The eSports team Fnatic have their own dedicated line of gaming hardware available for their fans to purchase if they so wish. Carrying the orange Fnatic logo, it is a great way to show support for the team while carrying out your own gaming challenges. The Dual Modular Gaming Headset was devised from discussion with pro CS:GO, League of Legends and Dota 2 pro eSports players, as well as a collaboration with audio company AIAIAI, whose designs featured in the Museum of Modern Arts.
The Rush Pro Gaming Keyboard is being used by Fnatic’s CS:GO team in the ESL Pro League, which was originally named the “Electronic Sports League” when it was created in 2000, the finals of which for this year’s season take place on the 11th of December 2017 and are sponsored by Logitech, Lenovo, Nvidia, among others, as well as leading online betting sites like Betway. At just over $93.00, the Rush Pro keyboard has been made specifically suitable for gaming due to its total of five preset profiles, wrist rest that is detachable and backlighting to prevent eye strain when gaming late at night.

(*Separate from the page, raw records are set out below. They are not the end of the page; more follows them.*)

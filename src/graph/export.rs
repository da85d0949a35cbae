//! Handing the finished graph to a consumer.

use crate::error::Result;
use crate::graph::{Edge, KnowledgeGraph};
use serde::{Deserialize, Serialize};
use std::path::{Path, PathBuf};

/// Serializable snapshot of a finished run
#[derive(Debug, Clone, Serialize, Deserialize)]
pub struct GraphDocument {
    pub run_id: String,
    pub generated_at: String,
    pub root: String,
    pub nodes: Vec<String>,
    pub edges: Vec<Edge>,
}

impl GraphDocument {
    pub fn new(graph: &KnowledgeGraph, root: &str) -> Self {
        Self {
            run_id: uuid::Uuid::new_v4().to_string(),
            generated_at: chrono::Utc::now().to_rfc3339(),
            root: root.to_string(),
            nodes: graph.nodes().to_vec(),
            edges: graph.edges().to_vec(),
        }
    }
}

/// Consumer of a finished graph
pub trait GraphSink {
    fn write(&self, graph: &KnowledgeGraph, root: &str) -> Result<()>;
}

/// Writes the graph as pretty-printed JSON
pub struct JsonFileSink {
    path: PathBuf,
}

impl JsonFileSink {
    pub fn new<P: AsRef<Path>>(path: P) -> Self {
        Self {
            path: path.as_ref().to_path_buf(),
        }
    }
}

impl GraphSink for JsonFileSink {
    fn write(&self, graph: &KnowledgeGraph, root: &str) -> Result<()> {
        let document = GraphDocument::new(graph, root);
        let json = serde_json::to_string_pretty(&document)?;
        if let Some(parent) = self.path.parent().filter(|p| !p.as_os_str().is_empty()) {
            std::fs::create_dir_all(parent)?;
        }
        std::fs::write(&self.path, json)?;
        log::info!(
            "Graph saved to {} ({} nodes, {} edges)",
            self.path.display(),
            document.nodes.len(),
            document.edges.len()
        );
        Ok(())
    }
}
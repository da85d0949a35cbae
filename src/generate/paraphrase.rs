//! Alternate surface forms for entity and relation labels.

use std::collections::HashSet;
use std::sync::Arc;

use super::sanitize::{
    is_valid_relation_paraphrase, is_valid_subject_paraphrase, sanitize_input, split_lines,
    strip_tag,
};
use crate::llm::TextGenerator;

const SUBJECT_SYSTEM: &str = "Generate paraphrases for the subject in specific form.";
const RELATION_SYSTEM: &str = "Generate paraphrases for the relation.";

const SUBJECT_EXAMPLES: &str = "Bill Clinton is also known as:\n\
- William Clinton\n\
- William Jefferson Clinton\n\
- The 42nd president of the United States\n\
\n\
United Kingdom is also known as:\n\
- UK\n\
- Britain\n\
- England\n\
\n";

const RELATION_EXAMPLES: &str = "'notable work' may be described as:\n\
- A work of great value\n\
- A work of importance\n\
'notable work' refers to:\n\
- Significant achievements\n\
- Important contributions\n\
please describe 'notable work' in a few words:\n\
- Key accomplishments\n\
- Major works\n\
\n";

pub fn subject_prompt(label: &str) -> String {
    format!("{}{} is also known as:", SUBJECT_EXAMPLES, label)
}

/// The three instruction templates used for relation paraphrasing
pub fn relation_instructions(label: &str) -> Vec<String> {
    vec![
        format!("'{}' may be described as:", label),
        format!("'{}' refers to:", label),
        format!("please describe '{}' in a few words:", label),
    ]
}

pub struct Paraphraser {
    llm: Arc<dyn TextGenerator>,
    max_tokens: u32,
}

impl Paraphraser {
    pub fn new(llm: Arc<dyn TextGenerator>, max_tokens: u32) -> Self {
        Self { llm, max_tokens }
    }

    /// Alternate names for an entity, in response order.
    ///
    /// Returns an empty list when generation fails.
    pub async fn paraphrase_subject(&self, label: &str) -> Vec<String> {
        let response = match self
            .llm
            .complete(SUBJECT_SYSTEM, &subject_prompt(label), self.max_tokens)
            .await
        {
            Ok(text) => text,
            Err(e) => {
                log::warn!("Subject paraphrasing failed for '{}': {}", label, e);
                return Vec::new();
            }
        };

        let mut paraphrases = Vec::new();
        for line in split_lines(&response) {
            let candidate = sanitize_input(strip_tag(line));
            if is_valid_subject_paraphrase(&candidate) {
                paraphrases.push(candidate);
            } else {
                log::debug!("Invalid paraphrase discarded: {:?}", candidate);
            }
        }

        log::info!("Subject paraphrases for '{}': {:?}", label, paraphrases);
        paraphrases
    }

    /// Distinct alternate phrasings of a relation, pooled over three prompts
    pub async fn paraphrase_relation(&self, label: &str) -> HashSet<String> {
        let instructions = relation_instructions(label);
        let mut paraphrases = HashSet::new();

        for instruction in &instructions {
            let prompt = format!("{}{}", RELATION_EXAMPLES, instruction);
            let response = match self
                .llm
                .complete(RELATION_SYSTEM, &prompt, self.max_tokens)
                .await
            {
                Ok(text) => text,
                Err(e) => {
                    log::warn!("Relation paraphrasing failed for '{}': {}", label, e);
                    continue;
                }
            };

            paraphrases.extend(
                split_lines(&response)
                    .into_iter()
                    .filter(|line| is_valid_relation_paraphrase(line, &instructions))
                    .map(sanitize_input)
                    .filter(|p| !p.is_empty()),
            );
        }

        log::info!("Relation paraphrases for '{}': {:?}", label, paraphrases);
        paraphrases
    }
}
pub mod config;
pub mod error;
pub mod cache;
pub mod llm;
pub mod kb;
pub mod generate;
pub mod relations;
pub mod graph;

#[cfg(test)]
mod testing;

pub use config::Config;
pub use error::{GraphseedError, Result};
pub use graph::{GraphBuilder, KnowledgeGraph};
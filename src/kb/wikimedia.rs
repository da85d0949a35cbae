//! MediaWiki action API client: Wikipedia for search and pages, Wikidata for entities.

use crate::config::KnowledgeBaseConfig;
use crate::error::{GraphseedError, Result};
use crate::kb::{ClaimTarget, Entity, KnowledgeBase, Page, SearchHit};
use reqwest::Client;
use serde::de::DeserializeOwned;
use serde::Deserialize;
use std::collections::HashMap;
use std::time::Duration;

#[derive(Deserialize)]
struct ApiError {
    code: String,
    #[serde(default)]
    info: String,
}

#[derive(Deserialize)]
struct SearchResponse {
    query: Option<SearchQuery>,
    error: Option<ApiError>,
}

#[derive(Deserialize)]
struct SearchQuery {
    #[serde(default)]
    search: Vec<SearchItem>,
}

#[derive(Deserialize)]
struct SearchItem {
    title: String,
}

#[derive(Deserialize)]
struct PageResponse {
    query: Option<PageQuery>,
    error: Option<ApiError>,
}

#[derive(Deserialize)]
struct PageQuery {
    #[serde(default)]
    redirects: Vec<Redirect>,
    #[serde(default)]
    pages: Vec<PageItem>,
}

#[derive(Deserialize)]
struct Redirect {
    to: String,
}

#[derive(Deserialize)]
struct PageItem {
    title: String,
    #[serde(default)]
    missing: bool,
    #[serde(default)]
    invalid: bool,
    #[serde(default)]
    pageprops: Option<PageProps>,
}

#[derive(Deserialize)]
struct PageProps {
    wikibase_item: Option<String>,
}

#[derive(Deserialize)]
struct EntitiesResponse {
    #[serde(default)]
    entities: HashMap<String, EntityItem>,
    error: Option<ApiError>,
}

#[derive(Deserialize)]
struct EntityItem {
    #[serde(default)]
    id: Option<String>,
    #[serde(default)]
    missing: Option<String>,
    #[serde(default)]
    labels: HashMap<String, LabelValue>,
    #[serde(default)]
    claims: HashMap<String, Vec<Statement>>,
}

#[derive(Deserialize)]
struct LabelValue {
    value: String,
}

#[derive(Deserialize)]
struct Statement {
    mainsnak: Snak,
}

#[derive(Deserialize)]
struct Snak {
    #[serde(default)]
    datavalue: Option<DataValue>,
}

#[derive(Deserialize)]
struct DataValue {
    #[serde(rename = "type")]
    kind: String,
    value: serde_json::Value,
}

impl Statement {
    fn target(&self) -> ClaimTarget {
        match &self.mainsnak.datavalue {
            Some(dv) if dv.kind == "wikibase-entityid" => dv
                .value
                .get("id")
                .and_then(|id| id.as_str())
                .map(|id| ClaimTarget::Entity(id.to_string()))
                .unwrap_or(ClaimTarget::Literal),
            _ => ClaimTarget::Literal,
        }
    }
}

/// Wikipedia + Wikidata over HTTP
pub struct WikimediaClient {
    client: Client,
    wikipedia_api: String,
    wikidata_api: String,
    language: String,
}

impl WikimediaClient {
    pub fn new(
        wikipedia_api: &str,
        wikidata_api: &str,
        language: &str,
        user_agent: &str,
        timeout: Duration,
    ) -> Result<Self> {
        // Wikimedia rejects anonymous clients without a user agent
        let client = Client::builder()
            .user_agent(user_agent)
            .timeout(timeout)
            .build()
            .map_err(|e| GraphseedError::Http(format!("Failed to build HTTP client: {}", e)))?;

        Ok(Self {
            client,
            wikipedia_api: wikipedia_api.to_string(),
            wikidata_api: wikidata_api.to_string(),
            language: language.to_string(),
        })
    }

    pub fn from_config(config: &KnowledgeBaseConfig) -> Result<Self> {
        Self::new(
            &config.wikipedia_api,
            &config.wikidata_api,
            &config.language,
            &config.user_agent,
            Duration::from_secs(config.timeout_secs),
        )
    }

    async fn get_json<T: DeserializeOwned>(&self, url: &str, params: &[(&str, &str)]) -> Result<T> {
        let start = std::time::Instant::now();
        let response = self
            .client
            .get(url)
            .query(params)
            .send()
            .await
            .map_err(|e| GraphseedError::KnowledgeBase(format!("Network error: {}", e)))?;

        let status = response.status();
        if !status.is_success() {
            return Err(GraphseedError::KnowledgeBase(format!(
                "{} returned {}",
                url, status
            )));
        }

        let parsed = response
            .json::<T>()
            .await
            .map_err(|e| GraphseedError::KnowledgeBase(format!("Failed to parse response: {}", e)))?;
        log::debug!("GET {} took {:?}", url, start.elapsed());
        Ok(parsed)
    }
}

fn api_failure(err: ApiError) -> GraphseedError {
    GraphseedError::KnowledgeBase(format!("{}: {}", err.code, err.info))
}

#[async_trait::async_trait]
impl KnowledgeBase for WikimediaClient {
    async fn search(&self, text: &str, limit: usize) -> Result<Vec<SearchHit>> {
        let limit = limit.to_string();
        let response: SearchResponse = self
            .get_json(
                &self.wikipedia_api,
                &[
                    ("action", "query"),
                    ("list", "search"),
                    ("srsearch", text),
                    ("srlimit", limit.as_str()),
                    ("format", "json"),
                    ("formatversion", "2"),
                ],
            )
            .await?;

        if let Some(err) = response.error {
            return Err(api_failure(err));
        }

        Ok(response
            .query
            .map(|q| q.search)
            .unwrap_or_default()
            .into_iter()
            .map(|item| SearchHit { title: item.title })
            .collect())
    }

    async fn page(&self, title: &str) -> Result<Option<Page>> {
        let response: PageResponse = self
            .get_json(
                &self.wikipedia_api,
                &[
                    ("action", "query"),
                    ("titles", title),
                    ("prop", "pageprops"),
                    ("ppprop", "wikibase_item"),
                    ("redirects", "1"),
                    ("format", "json"),
                    ("formatversion", "2"),
                ],
            )
            .await?;

        if let Some(err) = response.error {
            return Err(api_failure(err));
        }

        let Some(query) = response.query else {
            return Ok(None);
        };

        // The API resolves whole chains; report only the first hop so the
        // caller decides how far to follow
        if let Some(redirect) = query.redirects.into_iter().next() {
            return Ok(Some(Page {
                title: title.to_string(),
                redirect_target: Some(redirect.to),
                entity_id: None,
            }));
        }

        Ok(query
            .pages
            .into_iter()
            .next()
            .filter(|p| !p.missing && !p.invalid)
            .map(|p| Page {
                title: p.title,
                redirect_target: None,
                entity_id: p.pageprops.and_then(|pp| pp.wikibase_item),
            }))
    }

    async fn get_entity(&self, id: &str) -> Result<Option<Entity>> {
        let response: EntitiesResponse = self
            .get_json(
                &self.wikidata_api,
                &[
                    ("action", "wbgetentities"),
                    ("ids", id),
                    ("props", "labels|claims"),
                    ("languages", self.language.as_str()),
                    ("format", "json"),
                ],
            )
            .await?;

        if let Some(err) = response.error {
            if err.code == "no-such-entity" {
                return Ok(None);
            }
            return Err(api_failure(err));
        }

        let Some(item) = response.entities.into_values().next() else {
            return Ok(None);
        };
        if item.missing.is_some() {
            return Ok(None);
        }

        Ok(Some(Entity {
            id: item.id.unwrap_or_else(|| id.to_string()),
            labels: item
                .labels
                .into_iter()
                .map(|(lang, label)| (lang, label.value))
                .collect(),
            claims: item
                .claims
                .into_iter()
                .map(|(property, statements)| {
                    (property, statements.iter().map(Statement::target).collect())
                })
                .collect(),
        }))
    }
}
use anyhow::{Context, Result};
use serde::Deserialize;
use std::collections::HashMap;
use std::path::{Path, PathBuf};

use crate::graph::{NodeKeyPolicy, ObjectStrategy};
use crate::llm::ModelChoice;

/// Main configuration structure
#[derive(Debug, Clone, Deserialize)]
pub struct Config {
    pub graph: GraphConfig,
    pub llm: LlmConfig,
    pub knowledge_base: KnowledgeBaseConfig,
    /// Object-generation backends keyed by model name (`gpt2_xl`, `gpt_j`, `llama2`)
    #[serde(default)]
    pub backends: HashMap<String, BackendConfig>,
    #[serde(default)]
    pub output: OutputConfig,
}

/// Traversal parameters and expansion policies
#[derive(Debug, Clone, Deserialize)]
pub struct GraphConfig {
    /// Knowledge-base id of the root entity, e.g. `Q76`
    pub root_entity: String,
    /// Skip the root label lookup and start from this label
    #[serde(default)]
    pub root_label: Option<String>,
    #[serde(default = "default_max_depth")]
    pub max_depth: usize,
    #[serde(default = "default_branch_limit")]
    pub branch_limit: usize,
    #[serde(default = "default_model_name")]
    pub model_name: String,
    #[serde(default)]
    pub count_duplicate_skips: bool,
    #[serde(default)]
    pub split_multi_valued_objects: bool,
    #[serde(default = "default_true")]
    pub keep_unanswered_objects: bool,
    #[serde(default)]
    pub node_key: NodeKeyPolicy,
    #[serde(default)]
    pub object_strategy: ObjectStrategy,
    #[serde(default = "default_consensus_min_votes")]
    pub consensus_min_votes: usize,
}

/// Chat-completion service used for paraphrases and relation generation
#[derive(Debug, Clone, Deserialize)]
pub struct LlmConfig {
    #[serde(default = "default_llm_model")]
    pub model: String,
    #[serde(default = "default_api_key_env")]
    pub api_key_env: String,
    #[serde(default = "default_llm_base_url")]
    pub base_url: String,
    #[serde(default = "default_llm_max_tokens")]
    pub max_tokens: u32,
    #[serde(default = "default_timeout_secs")]
    pub timeout_secs: u64,
    #[serde(default)]
    pub max_retries: usize,
}

/// Wikipedia search + Wikidata entity access
#[derive(Debug, Clone, Deserialize)]
pub struct KnowledgeBaseConfig {
    #[serde(default = "default_wikipedia_api")]
    pub wikipedia_api: String,
    #[serde(default = "default_wikidata_api")]
    pub wikidata_api: String,
    #[serde(default = "default_language")]
    pub language: String,
    #[serde(default = "default_user_agent")]
    pub user_agent: String,
    #[serde(default = "default_timeout_secs")]
    pub timeout_secs: u64,
    /// Path to the curated relation allow-list
    #[serde(default = "default_allow_list")]
    pub allow_list: PathBuf,
    #[serde(default = "default_label_cache_capacity")]
    pub label_cache_capacity: usize,
}

/// A text-generation endpoint serving one causal language model
#[derive(Debug, Clone, Deserialize)]
pub struct BackendConfig {
    pub url: String,
    #[serde(default = "default_max_new_tokens")]
    pub max_new_tokens: u32,
    #[serde(default = "default_backend_timeout_secs")]
    pub timeout_secs: u64,
}

/// Output and logging
#[derive(Debug, Clone, Deserialize)]
pub struct OutputConfig {
    #[serde(default = "default_output_path")]
    pub path: PathBuf,
    #[serde(default = "default_log_level")]
    pub log_level: String,
}

impl Default for OutputConfig {
    fn default() -> Self {
        Self {
            path: default_output_path(),
            log_level: default_log_level(),
        }
    }
}

fn default_max_depth() -> usize {
    2
}

fn default_branch_limit() -> usize {
    3
}

fn default_model_name() -> String {
    "llama2".to_string()
}

fn default_true() -> bool {
    true
}

fn default_consensus_min_votes() -> usize {
    2
}

fn default_llm_model() -> String {
    "gpt-3.5-turbo".to_string()
}

fn default_api_key_env() -> String {
    "OPENAI_API_KEY".to_string()
}

fn default_llm_base_url() -> String {
    "https://api.openai.com/v1".to_string()
}

fn default_llm_max_tokens() -> u32 {
    100
}

fn default_timeout_secs() -> u64 {
    30
}

fn default_backend_timeout_secs() -> u64 {
    120
}

fn default_wikipedia_api() -> String {
    "https://en.wikipedia.org/w/api.php".to_string()
}

fn default_wikidata_api() -> String {
    "https://www.wikidata.org/w/api.php".to_string()
}

fn default_language() -> String {
    "en".to_string()
}

fn default_user_agent() -> String {
    format!("graphseed/{}", env!("CARGO_PKG_VERSION"))
}

fn default_allow_list() -> PathBuf {
    PathBuf::from("relations.toml")
}

fn default_label_cache_capacity() -> usize {
    1000
}

fn default_max_new_tokens() -> u32 {
    50
}

fn default_output_path() -> PathBuf {
    PathBuf::from("graph.json")
}

fn default_log_level() -> String {
    "info".to_string()
}

impl Config {
    /// Load configuration from file
    ///
    /// Loads environment variables from .env file (if present) before loading config.
    /// Looks for config file in this order:
    /// 1. Path specified in GRAPHSEED_CONFIG environment variable
    /// 2. ./config.toml in current directory
    pub fn load() -> Result<Self> {
        // Optional; a missing .env is not an error
        let _ = dotenv::dotenv();

        let config_path = std::env::var("GRAPHSEED_CONFIG")
            .map(PathBuf::from)
            .unwrap_or_else(|_| PathBuf::from("config.toml"));

        Self::load_from(&config_path)
    }

    /// Load and validate configuration from an explicit path
    pub fn load_from(config_path: &Path) -> Result<Self> {
        let config_str = std::fs::read_to_string(config_path)
            .with_context(|| format!("Failed to read config file: {}", config_path.display()))?;

        let config: Config = toml::from_str(&config_str)
            .with_context(|| format!("Failed to parse {}", config_path.display()))?;

        config.validate()?;

        Ok(config)
    }

    /// Validate configuration values
    fn validate(&self) -> Result<()> {
        if self.graph.root_entity.trim().is_empty() && self.graph.root_label.is_none() {
            anyhow::bail!("graph.root_entity must be set (or graph.root_label given)");
        }

        if self.graph.branch_limit == 0 {
            anyhow::bail!("graph.branch_limit must be greater than 0");
        }

        if self.graph.consensus_min_votes == 0 {
            anyhow::bail!("graph.consensus_min_votes must be greater than 0");
        }

        let model = self.model_choice()?;
        if !self.backends.contains_key(model.as_str()) {
            anyhow::bail!(
                "graph.model_name is '{}' but no [backends.{}] section is configured",
                model,
                model
            );
        }

        for (name, backend) in &self.backends {
            name.parse::<ModelChoice>()
                .with_context(|| format!("Unknown backend section [backends.{}]", name))?;
            url::Url::parse(&backend.url)
                .with_context(|| format!("backends.{}.url is not a valid URL", name))?;
        }

        url::Url::parse(&self.llm.base_url).context("llm.base_url is not a valid URL")?;
        url::Url::parse(&self.knowledge_base.wikipedia_api)
            .context("knowledge_base.wikipedia_api is not a valid URL")?;
        url::Url::parse(&self.knowledge_base.wikidata_api)
            .context("knowledge_base.wikidata_api is not a valid URL")?;

        // Check both environment variable and .env file (dotenv already loaded in Config::load)
        std::env::var(&self.llm.api_key_env).with_context(|| {
            format!(
                "Environment variable {} not set. Set it in your .env file or as an environment variable with your OpenAI API key.",
                self.llm.api_key_env
            )
        })?;

        if !self.knowledge_base.allow_list.is_file() {
            anyhow::bail!(
                "allow_list file does not exist: {}",
                self.knowledge_base.allow_list.display()
            );
        }

        Ok(())
    }

    /// Backend selected for object generation
    pub fn model_choice(&self) -> Result<ModelChoice> {
        self.graph
            .model_name
            .parse::<ModelChoice>()
            .with_context(|| format!("Invalid graph.model_name: {}", self.graph.model_name))
    }

    /// Read the chat-service API key from the environment
    pub fn api_key(&self) -> Result<String> {
        std::env::var(&self.llm.api_key_env)
            .with_context(|| format!("Environment variable {} not set", self.llm.api_key_env))
    }
}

The team G2 eSports recently competed at the Epicenter 2017 tournament, which took place from the 28th to the 29th of October for CS:GO and was sponsored by Monster Energy, obtaining third place. While most members of the team have selected different mice from each other, two players both favour the Logitech G903 mouse. It is likely that players “NBK” and “bodyy” prefer the Logitech G903 over all others as a result of its high sensitivity (2.60) and eDPI of 1,040, which is in contrast to the SteelSeries Rival 300 used by “apEX”, which has sensitivity of 1.91 and eDPI of 764. The GS eSports officially website offers fans of the team the chance to purchase a branded pro gaming chair for $360, which is designed to connect you with the eSports pros while bringing you comfort while you game.
There are also modifications you can carry out on your current gaming gear, or alternatively, even something as simple as altering the monitor settings can bring major changes to your ease of gaming. For example, changes to the field of view settings allow you to become more comfortable with your position in the game-scape, especially if engaging in a first-person video game. Also, screen resolution puts less strain on the GPU if it is turned down to a slightly lower resolution that still ensures an immersive and detailed gaming world, such as 720p.